I scratch my throat, revealing the hints of Yakuza-style tattoos on my left forearm. Hopefully, she'll assume I'm connected with the local gumi.
"I see." Miriam leans against her desk, arms crossed over her chest. "And what sort of livestock are we talking about?"
"A purebred Australian Kelpie, male. The client was very specific."
I watch her brow crease, and note the slight downturn at the corner of her lips.
"You people are ridiculous. I don't know how you found out about my occasional delivery to Soon's, but the old man always comes in person to pick up the meat. I told your people before: I won't be blackmailed. Either meet my price or leave me alone."
Dammit. This wasn't going right.
"I believe you have me mistaken for someone else, Miriam. I'm looking for a dog. This dog." I pull out the hologram and hold it out to her. "That's it."
Miriam eyes me critically, then examines the hologram. "Turn around, Mr. Sticks. Slowly. No sudden movements," she says.
I do. Behind me, three dogs watch me intently. I didn't even hear them come in. One of them – an Australian Kelpie, unless I missed my guess – grins at me, showing off a set of sharpened chrome teeth and a lot of healthy pink gum. I turn back around.
"You see, Sticks, I could have you killed if I wanted. But I'm not going to, because I think I know who took your dog, and anything you do to them will benefit me."
Miriam's left hand types on a virtual keyboard, and an AR display forms in front of me. The AR window shows a small building. It looks completely innocuous, right down to the wage slave removing some AR graffiti from the razorwire fence.
"This facility was set up a week ago. At first, they wanted to buy my dogs. Then they wanted to buy my business. When I wouldn't sell, they tried to break into my kennel."
"Why?"
"They build cybermonsters. Aussie Kelpies and other herding dogs are prime security animal material, but well-trained and well-bred herding dogs are rare these days. When they cannot buy them, they steal them. Then these people use extensive implants to augment the animals. The process also drives the animals psychotic."

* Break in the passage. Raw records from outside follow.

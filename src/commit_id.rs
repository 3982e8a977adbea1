use crate::{error::Error, hex::Hex};

use serde::{Deserialize, Serialize};
use std::{fmt::Display, str::FromStr};

/// Number of hash bytes kept in a fingerprint, twelve hex characters.
const FINGERPRINT_BYTES: usize = 6;

/// An identifier for a commit.
///
/// Unlike a content address, this is a short [`blake3`] fingerprint of the
/// commit message and the wall-clock time the commit was made at, so two
/// commits with identical content get distinct ids.
///
/// It is displayed in lowercase hexadecimal format.
#[derive(Debug, Clone, PartialEq, Eq, PartialOrd, Ord, Hash, Serialize, Deserialize)]
#[serde(try_from = "String", into = "String")]
pub struct CommitId(String);

impl CommitId {
    pub fn fingerprint(message: &str, timestamp: f64) -> Self {
        let mut hasher = blake3::Hasher::new();
        hasher.update(message.as_bytes());
        hasher.update(&timestamp.to_bits().to_le_bytes());
        let hash = hasher.finalize();
        let short: &[u8] = &hash.as_bytes()[..FINGERPRINT_BYTES];
        CommitId(Hex::from(short).into())
    }

    pub fn as_str(&self) -> &str {
        &self.0
    }
}

impl Display for CommitId {
    fn fmt(&self, f: &mut std::fmt::Formatter<'_>) -> std::fmt::Result {
        write!(f, "{}", self.0)
    }
}

impl TryFrom<String> for CommitId {
    type Error = Error;

    fn try_from(s: String) -> Result<Self, Self::Error> {
        if Hex::is_hex(&s) {
            Ok(CommitId(s))
        } else {
            Err(Error::MalformedCommitId(s))
        }
    }
}

impl FromStr for CommitId {
    type Err = Error;

    fn from_str(s: &str) -> Result<Self, Self::Err> {
        CommitId::try_from(s.to_owned())
    }
}

impl From<CommitId> for String {
    fn from(id: CommitId) -> Self {
        id.0
    }
}

#[test]
fn test_fingerprint_depends_on_message_and_time() {
    let a = CommitId::fingerprint("first", 1_700_000_000.25);
    assert_eq!(a, CommitId::fingerprint("first", 1_700_000_000.25));
    assert_ne!(a, CommitId::fingerprint("first", 1_700_000_000.5));
    assert_ne!(a, CommitId::fingerprint("second", 1_700_000_000.25));
    assert_eq!(a.as_str().len(), FINGERPRINT_BYTES * 2);
}

#[test]
fn test_parse() {
    let id = CommitId::fingerprint("msg", 1.0);
    assert_eq!(id.as_str().parse::<CommitId>().unwrap(), id);
    assert!(matches!(
        "not hex!".parse::<CommitId>(),
        Err(Error::MalformedCommitId(_))
    ));
}

#[test]
fn test_deserialize_rejects_malformed() {
    let id: CommitId = serde_json::from_str("\"0a1b2c\"").unwrap();
    assert_eq!(id.as_str(), "0a1b2c");
    assert!(serde_json::from_str::<CommitId>("\"../../etc\"").is_err());
}
/// Band thresholds and confidences.
#[derive(Debug, Clone, Copy, PartialEq, Serialize, Deserialize)]
#[serde(default)]
pub struct HeuristicThresholds {
    /// t1: mean ceiling of the sustained-low-activity band.
    pub sustained_mean: f64,
    /// v1: variance ceiling of the sustained-low-activity band.
    pub sustained_variance: f64,
    /// m1: peak ceiling of the sustained-low-activity band.
    pub sustained_max: f64,
    /// t2: mean ceiling for sleeping.
    pub sleeping_mean: f64,
    /// t3: mean ceiling for low-movement idle.
    pub low_mean: f64,
    /// t4: mean ceiling of the drinking bands.
    pub drinking_mean: f64,
    /// t5: mean ceiling of the moderate bands.
    pub moderate_mean: f64,
    /// v2: variance above which low/moderate movement is bursty.
    pub burst_variance: f64,
    /// v3: variance above which moderate movement counts as eating.
    pub eating_variance: f64,
    /// v4: variance splitting eating from drinking in the high-motion band.
    pub high_motion_variance: f64,

    /// c1
    pub sustained_confidence: f64,
    /// c2
    pub sleeping_confidence: f64,
    /// c3
    pub low_idle_confidence: f64,
    /// c4, shared by both drinking bands.
    pub drinking_confidence: f64,
    /// c5
    pub calm_idle_confidence: f64,
    /// c6
    pub eating_confidence: f64,
    /// c7
    pub moderate_idle_confidence: f64,
    /// c8
    pub high_motion_confidence: f64,
}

"Is it worth it? I mean, it must cost a mint to reverse-engineer human implants for animals."
"Your naivete is almost charming, Sticks. How do you suppose they test implants before they're approved for human use? Animals. Before any product reaches human testing, it's already been field tested by a legion of rats, dogs, and apes."
Miriam Xiu Liu's eyes meet mine.
"I believe this is where you will find your dog, Sticks. Now please leave, and never return." She pauses to let that sink in. "Or I'll let my dogs eat your testicles, rape you, and then I sell the simrecording to the Choson Ring for their next double-feature BTL."

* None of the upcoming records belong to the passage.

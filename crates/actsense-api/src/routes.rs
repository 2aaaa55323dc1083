//! API routes.

use std::time::Duration;

use axum::extract::DefaultBodyLimit;
use axum::http::StatusCode;
use axum::middleware;
use axum::routing::{get, post};
use axum::Router;
use metrics_exporter_prometheus::PrometheusHandle;
use tower_http::limit::RequestBodyLimitLayer;
use tower_http::timeout::TimeoutLayer;
use tower_http::trace::TraceLayer;

use crate::handlers::{analyze_video, health, status, test_motion};
use crate::metrics::metrics_middleware;
use crate::middleware::{cors_layer, request_id, request_logging, security_headers};
use crate::state::AppState;

/// Requests running longer than `timeout` are answered with 408.
fn timeout_layer(timeout: Duration) -> TimeoutLayer {
    TimeoutLayer::with_status_code(StatusCode::REQUEST_TIMEOUT, timeout)
}

/// Create the API router.
pub fn create_router(state: AppState, metrics_handle: Option<PrometheusHandle>) -> Router {
    let analysis_routes = Router::new()
        .route("/analyze", post(analyze_video))
        // Alias kept for older clients
        .route("/detect_motion", post(analyze_video))
        .route("/test_motion", get(test_motion));

    let health_routes = Router::new()
        .route("/health", get(health))
        .route("/status", get(status));

    // Metrics endpoint (if enabled)
    let metrics_routes = if let Some(handle) = metrics_handle {
        Router::new().route("/metrics", get(move || async move { handle.render() }))
    } else {
        Router::new()
    };

    Router::new()
        .merge(analysis_routes)
        .merge(health_routes)
        .merge(metrics_routes)
        // Uploads are bounded by the body limit below, not axum's 2MB default
        .layer(DefaultBodyLimit::disable())
        .layer(RequestBodyLimitLayer::new(state.config.max_body_size))
        .layer(timeout_layer(state.config.request_timeout))
        .layer(middleware::from_fn(metrics_middleware))
        .layer(middleware::from_fn(security_headers))
        .layer(middleware::from_fn(request_id))
        .layer(middleware::from_fn(request_logging))
        .layer(TraceLayer::new_for_http())
        .layer(cors_layer(&state.config.cors_origins))
        .with_state(state)
}
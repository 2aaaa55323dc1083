//! API configuration.

use std::time::Duration;

/// API server configuration.
#[derive(Debug, Clone)]
pub struct ApiConfig {
    /// Server host
    pub host: String,
    /// Server port
    pub port: u16,
    /// CORS origins
    pub cors_origins: Vec<String>,
    /// Request timeout
    pub request_timeout: Duration,
    /// Max request body size (uploads included)
    pub max_body_size: usize,
    /// Environment (development/production)
    pub environment: String,
    /// Expose Prometheus metrics at /metrics
    pub metrics_enabled: bool,
}

impl Default for ApiConfig {
    fn default() -> Self {
        Self {
            host: "0.0.0.0".to_string(),
            port: 5000,
            cors_origins: vec!["*".to_string()],
            request_timeout: Duration::from_secs(120),
            max_body_size: 100 * 1024 * 1024, // 100MB
            environment: "development".to_string(),
            metrics_enabled: true,
        }
    }
}

impl ApiConfig {
    /// Create config from environment variables.
    pub fn from_env() -> Self {
        let defaults = Self::default();
        Self {
            host: std::env::var("API_HOST").unwrap_or(defaults.host),
            port: std::env::var("API_PORT")
                .ok()
                .and_then(|s| s.parse().ok())
                .unwrap_or(defaults.port),
            cors_origins: std::env::var("CORS_ORIGINS")
                .map(|s| s.split(',').map(|s| s.trim().to_string()).collect())
                .unwrap_or(defaults.cors_origins),
            request_timeout: std::env::var("REQUEST_TIMEOUT")
                .ok()
                .and_then(|s| s.parse().ok())
                .map(Duration::from_secs)
                .unwrap_or(defaults.request_timeout),
            max_body_size: std::env::var("MAX_BODY_SIZE")
                .ok()
                .and_then(|s| s.parse().ok())
                .unwrap_or(defaults.max_body_size),
            environment: std::env::var("ENVIRONMENT").unwrap_or(defaults.environment),
            metrics_enabled: std::env::var("METRICS_ENABLED")
                .map(|v| v == "true" || v == "1")
                .unwrap_or(defaults.metrics_enabled),
        }
    }

    /// Check if running in production mode.
    pub fn is_production(&self) -> bool {
        self.environment.to_lowercase() == "production"
    }
}
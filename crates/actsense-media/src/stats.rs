//! Summary statistics over movement ratios.

use actsense_models::MovementStats;

use crate::error::{AnalysisError, AnalysisResult};

/// Reduce movement samples to mean, max, min and population variance.
///
/// `admitted_frames` is reported in the error when there are no samples,
/// which happens whenever fewer than two frames were admitted.
pub fn summarize(samples: &[f64], admitted_frames: usize) -> AnalysisResult<MovementStats> {
    if samples.is_empty() {
        return Err(AnalysisError::InsufficientSamples {
            admitted: admitted_frames,
        });
    }

    let n = samples.len() as f64;
    let mean = samples.iter().sum::<f64>() / n;
    let max = samples.iter().copied().fold(f64::NEG_INFINITY, f64::max);
    let min = samples.iter().copied().fold(f64::INFINITY, f64::min);
    let variance = samples.iter().map(|s| (s - mean).powi(2)).sum::<f64>() / n;

    // Float error can push the mean a hair outside [min, max] on constant input.
    Ok(MovementStats::new(mean.clamp(min, max), max, min, variance.max(0.0)))
}

/// Streaming accumulator for movement samples.
#[derive(Debug, Default, Clone)]
pub struct MotionStatistics {
    samples: Vec<f64>,
}

impl MotionStatistics {
    pub fn new() -> Self {
        Self::default()
    }

    pub fn push(&mut self, sample: f64) {
        self.samples.push(sample);
    }

    pub fn len(&self) -> usize {
        self.samples.len()
    }

    pub fn is_empty(&self) -> bool {
        self.samples.is_empty()
    }

    pub fn samples(&self) -> &[f64] {
        &self.samples
    }

    /// Finish the reduction. Needs at least one sample.
    pub fn finish(&self) -> AnalysisResult<MovementStats> {
        // n samples come from n + 1 admitted frames; zero samples means at most one.
        let admitted = if self.samples.is_empty() { 1 } else { self.samples.len() + 1 };
        summarize(&self.samples, admitted)
    }
}
//! API error types.

use axum::extract::multipart::MultipartError;
use axum::http::StatusCode;
use axum::response::{IntoResponse, Response};
use axum::Json;
use serde::Serialize;
use thiserror::Error;
use tracing::error;

use actsense_media::AnalysisError;

pub type ApiResult<T> = Result<T, ApiError>;

#[derive(Debug, Error)]
pub enum ApiError {
    #[error("Bad request: {0}")]
    BadRequest(String),

    #[error("Payload too large: {0}")]
    PayloadTooLarge(String),

    #[error("Internal error: {0}")]
    Internal(String),

    #[error(transparent)]
    Analysis(#[from] AnalysisError),
}

impl ApiError {
    pub fn bad_request(msg: impl Into<String>) -> Self {
        Self::BadRequest(msg.into())
    }

    pub fn internal(msg: impl Into<String>) -> Self {
        Self::Internal(msg.into())
    }

    fn status_code(&self) -> StatusCode {
        match self {
            ApiError::BadRequest(_) => StatusCode::BAD_REQUEST,
            ApiError::PayloadTooLarge(_) => StatusCode::PAYLOAD_TOO_LARGE,
            ApiError::Analysis(e) if e.is_input_error() => StatusCode::UNPROCESSABLE_ENTITY,
            ApiError::Analysis(_) | ApiError::Internal(_) => StatusCode::INTERNAL_SERVER_ERROR,
        }
    }

    /// Stable error tag for clients.
    pub fn code(&self) -> &'static str {
        match self {
            ApiError::BadRequest(_) => "bad_request",
            ApiError::PayloadTooLarge(_) => "payload_too_large",
            ApiError::Internal(_) => "internal_error",
            ApiError::Analysis(e) => e.code(),
        }
    }
}

impl From<MultipartError> for ApiError {
    fn from(e: MultipartError) -> Self {
        if e.status() == StatusCode::PAYLOAD_TOO_LARGE {
            Self::PayloadTooLarge(e.body_text())
        } else {
            Self::BadRequest(e.body_text())
        }
    }
}

#[derive(Serialize)]
struct ErrorResponse {
    error: &'static str,
    detail: String,
}

impl IntoResponse for ApiError {
    fn into_response(self) -> Response {
        let status = self.status_code();

        // Don't expose internal error details in production
        let detail = if status.is_server_error() {
            error!(code = self.code(), error = %self, "Request failed");
            if std::env::var("ENVIRONMENT").unwrap_or_default() == "production" {
                "An internal error occurred".to_string()
            } else {
                self.to_string()
            }
        } else {
            self.to_string()
        };

        let body = ErrorResponse {
            error: self.code(),
            detail,
        };

        (status, Json(body)).into_response()
    }
}
//! Canned motion scenarios.
//!
//! Each scenario carries representative movement statistics so the decision
//! procedure can be exercised end to end without a video upload.

use serde::{Deserialize, Serialize};
use std::fmt;
use std::str::FromStr;
use thiserror::Error;

use crate::result::MovementStats;

#[derive(Debug, Clone, Copy, PartialEq, Eq, Hash, Serialize, Deserialize)]
#[serde(rename_all = "snake_case")]
pub enum Scenario {
    Sleeping,
    /// Sitting still in front of a laptop: near-zero, steady movement.
    Laptop,
    Drinking,
    Eating,
    /// Awake but barely moving: low, steady movement above the sleep band.
    Idle,
}

impl Scenario {
    pub const ALL: &'static [Scenario] = &[
        Scenario::Sleeping,
        Scenario::Laptop,
        Scenario::Drinking,
        Scenario::Eating,
        Scenario::Idle,
    ];

    pub fn as_str(&self) -> &'static str {
        match self {
            Scenario::Sleeping => "sleeping",
            Scenario::Laptop => "laptop",
            Scenario::Drinking => "drinking",
            Scenario::Eating => "eating",
            Scenario::Idle => "idle",
        }
    }

    /// Representative statistics for the scenario.
    pub fn stats(&self) -> MovementStats {
        match self {
            Scenario::Sleeping => MovementStats::new(0.003, 0.012, 0.0, 0.000_05),
            Scenario::Laptop => MovementStats::new(0.001, 0.01, 0.0, 0.000_1),
            Scenario::Drinking => MovementStats::new(0.03, 0.09, 0.005, 0.001),
            Scenario::Eating => MovementStats::new(0.06, 0.18, 0.01, 0.003),
            Scenario::Idle => MovementStats::new(0.010, 0.03, 0.0, 0.000_1),
        }
    }

    /// Number of frames the scenario pretends to have analyzed.
    pub const fn frames_analyzed(&self) -> usize {
        30
    }

    /// Clip duration the scenario pretends to cover.
    pub const fn duration_sec(&self) -> f64 {
        10.0
    }
}

impl fmt::Display for Scenario {
    fn fmt(&self, f: &mut fmt::Formatter<'_>) -> fmt::Result {
        write!(f, "{}", self.as_str())
    }
}

impl FromStr for Scenario {
    type Err = ScenarioParseError;

    fn from_str(s: &str) -> Result<Self, Self::Err> {
        match s.trim().to_lowercase().as_str() {
            "sleeping" | "sleep" => Ok(Scenario::Sleeping),
            "laptop" | "laptop_use" => Ok(Scenario::Laptop),
            "drinking" | "drink" => Ok(Scenario::Drinking),
            "eating" | "eat" => Ok(Scenario::Eating),
            "idle" => Ok(Scenario::Idle),
            _ => Err(ScenarioParseError(s.to_string())),
        }
    }
}

#[derive(Debug, Error)]
#[error("Unknown scenario: {0}")]
pub struct ScenarioParseError(String);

The lab Xiu Liu showed me was in Everett, and on the outside it looks like just one more little industrial park. But little corp industrial parks can't afford to hire Knight Errant to patrol their offices twenty-four hours a day, or that AR-inhibiting wallpaper that prevents the tracing program from locking on the dog's implanted RFID tag. I'm a little worried about astral security, a patrolling spirit or something, but that's just a situation I'll have to deal with that when – if – it comes up.
For the last two days I'd been squatting on the fifth floor of an abandoned apartment building half a mile away, popping caffeine pills, staring through the scope of my paintball gun, and pissing in empty water bottles, staking the place out. I had no doubt that this corp was Mr. Johnson's anonymous buyer. My eyes feel raw and itchy as I set the alarm on my commlink. I've made my plans for tonight, and I don't want to oversleep.
It's getting dark when I wake up. Suiting up in my old armor and uniform feels kind of weird – never figured I'd be sporting a Knight Errant badge again, not after the way I left the company. I pick out my best ID and load it into my commlink, make a few practice swings with the tonfa, and snap it in place. Ready as I'll ever be.
Shift change on the front gate occurs at nineteen thirty-two. I snip through the razorwire in the back while all eyes are on the front, and then slip into the shadows around the corner, holding my tonfa at the ready. Six minutes and change later the first patrol comes around the back of the building, right on cue. I hit the first guard so hard his helmet cracks; the second guard is so busy watching him crumple to the ground, he doesn't see me until my tonfa hits him in the solar plexus, then right across the back of his exposed neck.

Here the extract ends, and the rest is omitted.